#### REQUIREMENT:
Which lines below contain "InvalidRange"? Pull them out.

#### LISTED ENTRIES:

//! # CLI 模块
//!
//! 使用 `clap` 定义命令行参数和子命令。
//!
//! ## 命令结构
//! - `simulate`: 频谱仿真
//! - `sweep`: 器件参数扫描
//! - `tolerance`: 工艺容差分析
//! - `export`: GDSII 版图导出
//!
//! ## 依赖关系
//! - 被 `main.rs` 使用
//! - 子模块: simulate, sweep, tolerance, export

pub mod export;
pub mod simulate;
pub mod sweep;
pub mod tolerance;

use crate::error::{BicError, Result};
use crate::models::DeviceParams;

use clap::{Args, Parser, Subcommand};
use num_complex::Complex64;

/// Bicsim - 光子晶体 BIC 谐振器仿真工具箱
#[derive(Parser)]
#[command(name = "bicsim")]
#[command(author = "Changjiang Wu")]
#[command(version)]
#[command(about = "A photonic crystal BIC resonator simulation and fabrication export toolkit", long_about = None)]
#[command(propagate_version = true)]
pub struct Cli {
    #[command(subcommand)]
    pub command: Commands,
}

/// 可用的子命令
#[derive(Subcommand)]
pub enum Commands {
    /// Simulate the resonance spectrum and extract high-Q modes
    Simulate(simulate::SimulateArgs),

    /// Sweep a device parameter and track the best quality factor
    Sweep(sweep::SweepArgs),

    /// Monte Carlo fabrication tolerance analysis
    Tolerance(tolerance::ToleranceArgs),

    /// Export a fabrication-ready GDSII layout
    Export(export::ExportArgs),
}

// ─────────────────────────────────────────────────────────────
// 共享器件参数
// ─────────────────────────────────────────────────────────────

/// 器件参数（所有子命令共享，长度单位为 nm）
#[derive(Args, Debug, Clone)]
pub struct DeviceArgs {
    /// Number of unit cells N
    #[arg(long, default_value_t = 20)]
    pub cells: usize,

    /// Lattice constant in nm
    #[arg(long, default_value_t = 600.0)]
    pub lattice: f64,

    /// Disk radius in nm
    #[arg(long, default_value_t = 202.0)]
    pub radius: f64,

    /// Real part of the relative permittivity
    #[arg(long, default_value_t = 12.1)]
    pub eps_re: f64,

    /// Imaginary part of the relative permittivity (material loss)
    #[arg(long, default_value_t = 6.0e-7)]
    pub eps_im: f64,

    /// Design wavelength in nm
    #[arg(long, default_value_t = 1550.0)]
    pub wavelength: f64,
}

impl DeviceArgs {
    /// 转换为内部参数表示（nm → m）并校验
    pub fn to_params(&self) -> Result<DeviceParams> {
        let params = DeviceParams {
            epsilon: Complex64::new(self.eps_re, self.eps_im),
            lattice: self.lattice * 1e-9,
            radius: self.radius * 1e-9,
            lambda_0: self.wavelength * 1e-9,
            n_cells: self.cells,
        };
        params.validate()?;
        Ok(params)
    }
}

/// 解析 "min-max" 形式的区间
pub fn parse_span(input: &str) -> Result<(f64, f64)> {
    let parts: Vec<&str> = input.split('-').collect();
    if parts.len() != 2 {
        return Err(BicError::InvalidRange(input.to_string()));
    }

    let min: f64 = parts[0]
        .parse()
        .map_err(|_| BicError::InvalidRange(input.to_string()))?;
    let max: f64 = parts[1]
        .parse()
        .map_err(|_| BicError::InvalidRange(input.to_string()))?;

    if !min.is_finite() || !max.is_finite() || max <= min {
        return Err(BicError::InvalidRange(format!(
            "{} (must be min < max)",
            input
        )));
    }

    Ok((min, max))
}

#[cfg(test)]
mod tests {
    use super::*;

    #[test]
    fn test_parse_span() {
        assert_eq!(parse_span("193-194").unwrap(), (193.0, 194.0));
        assert_eq!(parse_span("0.92-1.08").unwrap(), (0.92, 1.08));
        assert!(parse_span("194-193").is_err());
        assert!(parse_span("abc-1").is_err());
        assert!(parse_span("1").is_err());
    }

    #[test]
    fn test_device_args_conversion() {
        let args = DeviceArgs {
            cells: 20,
            lattice: 600.0,
            radius: 202.0,
            eps_re: 12.1,
            eps_im: 6.0e-7,
            wavelength: 1550.0,
        };
        let params = args.to_params().unwrap();
        assert!((params.lattice - 600e-9).abs() < 1e-15);
        assert!((params.radius - 202e-9).abs() < 1e-15);
        assert!((params.lambda_0 - 1550e-9).abs() < 1e-15);
    }

    #[test]
    fn test_device_args_rejects_invalid() {
        let args = DeviceArgs {
            cells: 1,
            lattice: 600.0,
            radius: 202.0,
            eps_re: 12.1,
            eps_im: 6.0e-7,
            wavelength: 1550.0,
        };
        assert!(args.to_params().is_err());
    }
}
//! # 数据模型模块
//!
//! 定义器件参数与仿真结果的数据结构。
//!
//! ## 依赖关系
//! - 被 `bic/`, `gds/`, `commands/` 使用

pub mod params;
pub mod resonance;

pub use params::DeviceParams;
pub use resonance::{Resonance, Spectrum};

#### EXERCISE OUTPUT:
        return Err(BicError::InvalidRange(input.to_string()));
        .map_err(|_| BicError::InvalidRange(input.to_string()))?;
        .map_err(|_| BicError::InvalidRange(input.to_string()))?;
        return Err(BicError::InvalidRange(format!(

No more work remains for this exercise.